Not much in the way of surprise, a lot of the articles in the press this past week focused on cardiovascular health.
In the Lancet, the results of the VALIDD trial (the acronyms are getting a bit ridiculous eh?) were published. Although it seems that valsartan was not more effective than other agents at improving diastolic dysfunction, it seems that lowering the blood pressure aggressively (using any agents) DID effectively improve diastolic functioning. Diastolic function in VALIDD was measured by tissue Doppler imaging, a relatively new echocardiographic technique that assesses the velocity of myocardial wall motion. Patients who entered into VALIDD were men and women aged ≥ 45 years with stage I or II hypertension (blood pressure ≥ 140/90 mm Hg). All patients were screened at baseline for diastolic dysfunction on the basis of mitral annular relaxation velocities. An accompanying editorial points out that inhibitors of the rennin-angiotensin-aldosterone system could very well have particular benefit in people with more severe hypertension, particularly those with left ventricular hypertrophy.
A new analysis of the Strong Heart Study data published early online in Circulation reported that wall-motion abnormalities detected by echocardiography can identify adults with no clinically recognized CVD who are more likely to go on to have cardiovascular events or die of CV disease. The association between wall-motion abnormalities and increased morbidity and mortality was independent of established risk factors. In Cox regression analyses, segmental wall-motion abnormalities were associated with a 2.5-fold increase in cardiovascular events and a slightly higher increase of CV death, even after adjustment for age, gender, systolic blood pressure, waist/hip ratio, and diabetes. Global wall-motion abnormalities carried an apparent 2.4-fold higher risk of cardiovascular events, while the risk of CV death was associated with a hazard ratio of 3.4, after similar adjustment for confounding factors.

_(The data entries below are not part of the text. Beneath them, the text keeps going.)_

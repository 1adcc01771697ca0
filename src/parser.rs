/*!
# Assembler, event engine, and public API

Drives the tokenizer, discards comment/PI/DOCTYPE tokens, merges
adjacent text/CDATA spans into a single content assembly, expands empty
tags into a start/end pair, and maintains the element stack, the
namespace stack, and a small look-ahead event buffer. [`Parser`] is the
crate's single public entry point, exposing the accessor-style API
described for this crate: `read_event` loads the next event, and a
family of `*_only-valid-for-X*` accessors read out of it.
*/
use std::collections::{HashMap, VecDeque};

use crate::entities;
use crate::error::ParseErrorKind::*;
use crate::error::{CallerError, LineError, LineResult, ParseError, Result};
use crate::lexer::bytes;
use crate::lexer::{Token, TokenKind, Tokenizer};
use crate::namespaces::{self, AttrMap, ExternalAttrMap, NamespaceStack};
use crate::tag::{self, TagKind};
use crate::text;

#[derive(Debug, Copy, Clone, PartialEq, Eq)]
pub enum EventKind {
	Start,
	Text,
	End,
}

#[derive(Debug, Clone, PartialEq)]
enum Event {
	Start { name: String, namespace: Option<String>, plain: AttrMap, external: ExternalAttrMap },
	Text(String),
	End,
}

#[derive(Debug, Clone, PartialEq)]
struct LoadedEvent {
	line: u64,
	event: Event,
}

#[derive(Debug, Copy, Clone, PartialEq, Eq)]
enum TagState {
	Initial,
	Active,
	Finished,
}

/// The pull-style XML parser.
///
/// Construct with [`Parser::new`] (from an already-decoded codepoint
/// string) or [`Parser::from_bytes`] (from raw bytes, sniffing the
/// encoding per the byte-stream decoder). Drive it by calling
/// [`Parser::read_event`] in a loop; after it returns `Ok(false)`, or
/// any `Err`, no further calls are meaningful.
pub struct Parser {
	tokenizer: Tokenizer,
	namespaces: NamespaceStack,
	element_stack: Vec<String>,
	tag_state: TagState,
	pending: VecDeque<LoadedEvent>,
	current: Option<LoadedEvent>,
	latched: Option<ParseError>,
	source_name: Option<String>,
}

impl Parser {
	/// Construct a parser over an already-decoded codepoint string.
	///
	/// Fails immediately if `input` begins with U+FEFF: the byte-stream
	/// decoder strips a recognized BOM itself, so a leading U+FEFF reaching
	/// this constructor can only be a caller mistake.
	pub fn new(input: &str) -> Result<Parser> {
		bytes::reject_leading_bom(input).map_err(|e| e.into_parse_error(None))?;
		Ok(Parser {
			tokenizer: Tokenizer::new(input),
			namespaces: NamespaceStack::new(),
			element_stack: Vec::new(),
			tag_state: TagState::Initial,
			pending: VecDeque::new(),
			current: None,
			latched: None,
			source_name: None,
		})
	}

	/// Construct a parser over raw bytes, sniffing a BOM and decoding
	/// UTF-8/UTF-16 into a codepoint string first.
	pub fn from_bytes(input: &[u8]) -> Result<Parser> {
		let decoded = bytes::decode(input).map_err(|e| e.into_parse_error(None))?;
		Parser::new(&decoded)
	}

	pub fn set_source_name(&mut self, name: Option<String>) {
		self.source_name = name;
	}

	pub fn get_source_name(&self) -> Option<&str> {
		self.source_name.as_deref()
	}

	/// Load the next event, or indicate end-of-stream.
	///
	/// Returns `Ok(true)` when an event was loaded (inspect it with
	/// [`Parser::event_kind`] and friends), `Ok(false)` at a well-formed
	/// end of document. A returned `Err` is fatal and sticky: the same
	/// error is returned on every subsequent call.
	pub fn read_event(&mut self) -> Result<bool> {
		if let Some(err) = &self.latched {
			return Err(err.clone());
		}
		match self.load_next() {
			Ok(loaded) => {
				self.current = loaded;
				Ok(self.current.is_some())
			}
			Err(e) => {
				let parse_error = e.into_parse_error(self.source_name.clone());
				self.latched = Some(parse_error.clone());
				Err(parse_error)
			}
		}
	}

	fn load_next(&mut self) -> LineResult<Option<LoadedEvent>> {
		if let Some(ev) = self.pending.pop_front() {
			return Ok(Some(ev));
		}
		self.drive()?;
		Ok(self.pending.pop_front())
	}

	/// Pull tokens until at least one event is buffered or the input is
	/// exhausted.
	fn drive(&mut self) -> LineResult<()> {
		let mut content: Option<(u64, String)> = None;
		loop {
			if !self.pending.is_empty() {
				return Ok(());
			}
			match self.tokenizer.next_token()? {
				None => {
					self.flush_content(&mut content)?;
					return match self.tag_state {
						TagState::Active => Err(LineError::new(self.tokenizer.line(), UnclosedTags)),
						TagState::Initial => Err(LineError::new(self.tokenizer.line(), MissingRootElement)),
						TagState::Finished => Ok(()),
					};
				}
				Some(tok) => self.consume_token(tok, &mut content)?,
			}
		}
	}

	fn consume_token(&mut self, tok: Token, content: &mut Option<(u64, String)>) -> LineResult<()> {
		match tok.kind {
			TokenKind::Comment | TokenKind::ProcessingInstruction | TokenKind::Doctype => Ok(()),
			TokenKind::CData => {
				let (_, buf) = content.get_or_insert_with(|| (tok.line, String::new()));
				buf.push_str(&tok.text);
				Ok(())
			}
			TokenKind::Text => {
				let decoded = entities::decode(&tok.text, tok.line)?;
				let (_, buf) = content.get_or_insert_with(|| (tok.line, String::new()));
				buf.push_str(&decoded);
				Ok(())
			}
			TokenKind::Tag => {
				self.flush_content(content)?;
				self.process_tag(&tok.text, tok.line)
			}
		}
	}

	fn flush_content(&mut self, content: &mut Option<(u64, String)>) -> LineResult<()> {
		let (line, raw) = match content.take() {
			Some(v) => v,
			None => return Ok(()),
		};
		if raw.is_empty() {
			return Ok(());
		}
		if self.tag_state != TagState::Active {
			if let Some(offset) = raw.find(|c: char| !matches!(c, ' ' | '\t' | '\n')) {
				let bad_line = line + raw[..offset].matches('\n').count() as u64;
				return Err(LineError::new(bad_line, TextContentNotAllowedOutsideRoot));
			}
			return Ok(());
		}
		let normalized = text::normalize_line_breaks(&raw);
		let nfc_text = text::nfc(&normalized);
		self.pending.push_back(LoadedEvent { line, event: Event::Text(nfc_text) });
		Ok(())
	}

	fn process_tag(&mut self, raw: &str, start_line: u64) -> LineResult<()> {
		let t = tag::parse(raw, start_line)?;
		let is_open = matches!(t.kind, TagKind::Start | TagKind::Empty);
		let is_close = matches!(t.kind, TagKind::End | TagKind::Empty);

		if is_open {
			if self.tag_state == TagState::Finished {
				return Err(LineError::new(t.line, MultipleRootElements));
			}
			self.element_stack.push(t.name.clone());
			self.tag_state = TagState::Active;
		}

		if is_close {
			if self.tag_state != TagState::Active {
				return Err(LineError::new(t.line, TagPairingError));
			}
			let top = self.element_stack.last().expect("active tag state implies a non-empty element stack");
			if top != &t.name {
				return Err(LineError::new(t.line, TagPairingError));
			}
			self.element_stack.pop();
			if self.element_stack.is_empty() {
				self.tag_state = TagState::Finished;
			}
		}

		if is_open {
			self.namespaces.push_for_element(&t.attrs)?;
		}

		let start_event = if is_open {
			let frame = self.namespaces.top().clone();
			let namespace = namespaces::resolve_element_namespace(&frame, &t.name, t.name_line)?;
			let resolved = namespaces::resolve_attributes(&frame, &t.attrs)?;
			Some(Event::Start {
				name: namespaces::local_name(&t.name).to_string(),
				namespace,
				plain: resolved.plain,
				external: resolved.external,
			})
		} else {
			None
		};

		if is_close {
			self.namespaces.pop();
		}

		if let Some(event) = start_event {
			self.pending.push_back(LoadedEvent { line: t.line, event });
		}
		if is_close {
			self.pending.push_back(LoadedEvent { line: t.line, event: Event::End });
		}
		Ok(())
	}

	fn current(&self) -> std::result::Result<&LoadedEvent, CallerError> {
		self.current.as_ref().ok_or_else(|| CallerError::new("no event is loaded; call read_event first"))
	}

	/// The kind of the currently loaded event.
	pub fn event_kind(&self) -> std::result::Result<EventKind, CallerError> {
		Ok(match &self.current()?.event {
			Event::Start { .. } => EventKind::Start,
			Event::Text(_) => EventKind::Text,
			Event::End => EventKind::End,
		})
	}

	/// The 1-based starting line of the currently loaded event.
	pub fn line_number(&self) -> std::result::Result<u64, CallerError> {
		Ok(self.current()?.line)
	}

	/// The NFC-normalized text of the currently loaded Text event.
	pub fn content_text(&self) -> std::result::Result<&str, CallerError> {
		match &self.current()?.event {
			Event::Text(s) => Ok(s.as_str()),
			_ => Err(CallerError::new("content_text is only valid for a Text event")),
		}
	}

	/// The local name of the currently loaded Start event.
	pub fn element_name(&self) -> std::result::Result<&str, CallerError> {
		match &self.current()?.event {
			Event::Start { name, .. } => Ok(name.as_str()),
			_ => Err(CallerError::new("element_name is only valid for a Start event")),
		}
	}

	/// The resolved namespace of the currently loaded Start event, if any.
	pub fn element_namespace(&self) -> std::result::Result<Option<&str>, CallerError> {
		match &self.current()?.event {
			Event::Start { namespace, .. } => Ok(namespace.as_deref()),
			_ => Err(CallerError::new("element_namespace is only valid for a Start event")),
		}
	}

	/// The plain (unprefixed, non-`xmlns`) attributes of the currently
	/// loaded Start event.
	pub fn attrs(&self) -> std::result::Result<&HashMap<String, String>, CallerError> {
		match &self.current()?.event {
			Event::Start { plain, .. } => Ok(plain),
			_ => Err(CallerError::new("attrs is only valid for a Start event")),
		}
	}

	/// The namespace-keyed external attributes of the currently loaded
	/// Start event.
	pub fn external_attrs(&self) -> std::result::Result<&HashMap<String, HashMap<String, String>>, CallerError> {
		match &self.current()?.event {
			Event::Start { external, .. } => Ok(external),
			_ => Err(CallerError::new("external_attrs is only valid for a Start event")),
		}
	}
}

#[cfg(test)]
mod tests {
	use super::*;

	fn events(input: &str) -> Vec<(EventKind, u64)> {
		let mut p = Parser::new(input).unwrap();
		let mut out = Vec::new();
		while p.read_event().unwrap() {
			out.push((p.event_kind().unwrap(), p.line_number().unwrap()));
		}
		out
	}

	#[test]
	fn empty_root_element_emits_start_then_end() {
		let evs = events("<root/>");
		assert_eq!(evs, vec![(EventKind::Start, 1), (EventKind::End, 1)]);
	}

	#[test]
	fn nested_elements_inherit_default_namespace() {
		let mut p = Parser::new("<a xmlns=\"http://ex.com/\"><b x=\"1\"/></a>").unwrap();
		assert!(p.read_event().unwrap());
		assert_eq!(p.element_name().unwrap(), "a");
		assert_eq!(p.element_namespace().unwrap(), Some("http://ex.com/"));
		assert!(p.read_event().unwrap());
		assert_eq!(p.element_name().unwrap(), "b");
		assert_eq!(p.element_namespace().unwrap(), Some("http://ex.com/"));
		assert_eq!(p.attrs().unwrap().get("x"), Some(&"1".to_string()));
		assert!(p.read_event().unwrap());
		assert_eq!(p.event_kind().unwrap(), EventKind::End);
		assert!(p.read_event().unwrap());
		assert_eq!(p.event_kind().unwrap(), EventKind::End);
		assert!(!p.read_event().unwrap());
	}

	#[test]
	fn merges_text_and_cdata_into_one_event() {
		let mut p = Parser::new("<r>hello &amp; <![CDATA[<raw>]]> world</r>").unwrap();
		assert!(p.read_event().unwrap());
		assert!(p.read_event().unwrap());
		assert_eq!(p.event_kind().unwrap(), EventKind::Text);
		assert_eq!(p.content_text().unwrap(), "hello & <raw> world");
	}

	#[test]
	fn decodes_numeric_and_named_entities_in_text() {
		let mut p = Parser::new("<r>&#x41;&#65;&amp;</r>").unwrap();
		p.read_event().unwrap();
		p.read_event().unwrap();
		assert_eq!(p.content_text().unwrap(), "AA&");
	}

	#[test]
	fn rejects_second_root_element() {
		let mut p = Parser::new("<r><a/><b/></r><c/>").unwrap();
		loop {
			match p.read_event() {
				Ok(true) => continue,
				Ok(false) => panic!("expected a ParseError before end of stream"),
				Err(e) => {
					assert_eq!(*e.kind(), MultipleRootElements);
					break;
				}
			}
		}
	}

	#[test]
	fn rejects_mapping_xml_prefix_to_non_reserved_value() {
		let mut p = Parser::new("<r xmlns:xml=\"http://other\"/>").unwrap();
		let err = loop {
			match p.read_event() {
				Ok(true) => continue,
				Ok(false) => panic!("expected a ParseError"),
				Err(e) => break e,
			}
		};
		assert_eq!(*err.kind(), CannotMapToReservedValue);
	}

	#[test]
	fn rejects_aliased_external_attribute() {
		let mut p = Parser::new("<a p:x=\"1\" q:x=\"2\" xmlns:p=\"U\" xmlns:q=\"U\"/>").unwrap();
		let err = loop {
			match p.read_event() {
				Ok(true) => continue,
				Ok(false) => panic!("expected a ParseError"),
				Err(e) => break e,
			}
		};
		assert_eq!(*err.kind(), AliasedExternalAttribute);
	}

	#[test]
	fn rejects_mismatched_end_tag() {
		let mut p = Parser::new("<a><b></a>").unwrap();
		let err = loop {
			match p.read_event() {
				Ok(true) => continue,
				Ok(false) => panic!("expected a ParseError"),
				Err(e) => break e,
			}
		};
		assert_eq!(*err.kind(), TagPairingError);
	}

	#[test]
	fn rejects_unclosed_tags_at_end_of_input() {
		let mut p = Parser::new("<a><b/>").unwrap();
		let err = loop {
			match p.read_event() {
				Ok(true) => continue,
				Ok(false) => panic!("expected a ParseError"),
				Err(e) => break e,
			}
		};
		assert_eq!(*err.kind(), UnclosedTags);
	}

	#[test]
	fn rejects_text_outside_root() {
		let mut p = Parser::new("stray<r/>").unwrap();
		let err = p.read_event().unwrap_err();
		assert_eq!(*err.kind(), TextContentNotAllowedOutsideRoot);
	}

	#[test]
	fn allows_whitespace_outside_root() {
		let evs = events("\n  <r/>\n  ");
		assert_eq!(evs, vec![(EventKind::Start, 2), (EventKind::End, 2)]);
	}

	#[test]
	fn caller_error_when_accessing_unloaded_event() {
		let p = Parser::new("<r/>").unwrap();
		assert!(p.event_kind().is_err());
	}

	#[test]
	fn caller_error_when_accessing_wrong_accessor() {
		let mut p = Parser::new("<r/>").unwrap();
		p.read_event().unwrap();
		assert!(p.content_text().is_err());
	}

	#[test]
	fn error_is_latched_after_first_parse_error() {
		let mut p = Parser::new("stray<r/>").unwrap();
		let first = p.read_event().unwrap_err();
		let second = p.read_event().unwrap_err();
		assert_eq!(first, second);
	}

	#[test]
	fn decodes_utf16le_bom_input_equivalently() {
		let mut bytes_vec = vec![0xff, 0xfe];
		for u in "<r/>".encode_utf16() {
			bytes_vec.extend_from_slice(&u.to_le_bytes());
		}
		let mut p = Parser::from_bytes(&bytes_vec).unwrap();
		assert!(p.read_event().unwrap());
		assert_eq!(p.element_name().unwrap(), "r");
		assert!(p.read_event().unwrap());
		assert!(!p.read_event().unwrap());
	}

	#[test]
	fn source_name_is_carried_into_diagnostics() {
		let mut p = Parser::new("stray<r/>").unwrap();
		p.set_source_name(Some("doc.xml".to_string()));
		assert_eq!(p.get_source_name(), Some("doc.xml"));
		let err = p.read_event().unwrap_err();
		assert_eq!(err.source_name(), Some("doc.xml"));
	}
}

Along these lines (with an eye on the future), a multivariate analysis of a study using a five pound, hand-held echocardiography device determined that left atrial volume predicted the risk of cardiovascular events beyond that suggested by clinical history and physical exam (the only one of four echocradiographic parameters studied with independent prognostic value. The other parameters were: LV Mass, LV Diastolic Function, LV Ejection Fraction). The patients were prospectively followed for a year, and the primary endpoints were first cardiovascular event or cardiovascular death. Another study presented at the same conference demonstrated the efficacy of a five-minute echocardiography exam in spotting athletes with a potentially life-threatening heart abnormality. The echo exam consisted of the parasternal long axis, the parasternal short axis at the level of the aortic valve and the mid-left ventricle, an apical four-chamber view, and an apical five-chamber view. Although predictable, the results of this study were the first to demonstrate the value of such a short echo exam.
The New England Journal of Medicine reported on an ancillary substudy of the Women’s Health Initiative trial of conjugated equine estrogens (0.625 mg per day) as compared with placebo in women who had undergone hysterectomy. It seems that the calcified-plaque burden in the coronary arteries after trial completion was lower in women assigned to estrogen than in those assigned to placebo. This is a new twist, and a point for this specific hormone replacement therapy in the perpetual debate over the risks and benefits of such; however, these radiologic findings do not necessarily translate into clinical benefit: estrogen, it was noted, has complex biologic effects and may unduly influence the risk of cardiovascular events and other outcomes through multiple pathways.
On a very different note, The New England Journal reported an observation that Entecavir, a drug approved by the Food and Drug Administration for the treatment of chronic hepatitis B virus (HBV) infection, and previously not believed to inhibit replication of human immunodeficiency virus type 1 (HIV-1) at clinically relevant doses, led to a consistent 1-log10 decrease in HIV-1 RNA in three persons with HIV-1 and HBV coinfection. Supportive in vitro evidence suggests that entecavir is a potent partial inhibitor of HIV-1 replication. Of concern was that analysis showed that in one of these patients, entecavir monotherapy led to an accumulation of HIV-1 variants with the lamivudine-resistant mutation, M184V; in vitro experiments showed that M184V confers resistance to entecavir. And while entecavir may become a useful adjunct in patients who are being co-treated for HIV and HBV, until more is known about HIV-1–resistance patterns and their selection by entecavir, caution is needed with the use of entecavir in persons with HIV-1 and HBV coinfection who are not receiving fully suppressive antiretroviral regimens.
And finally, the FDA approved a drug for fibromyalgia. Pregabalin (Lyrica) is now the first drug approved for treating fibromyalgia. And now a condition that for years has frustrated clinicians and patients alike, has a treatment. The expanded approval was based on two double-blind controlled trials involving about 1800 patients. Lyrica “reduces pain and improves daily functions for some patients,” according to the FDA. The agency says that the drug’s mechanism is unknown. So finally we have a drug whose specific mechanism for this disease is unknown to treat a disease whose cause is a mystery.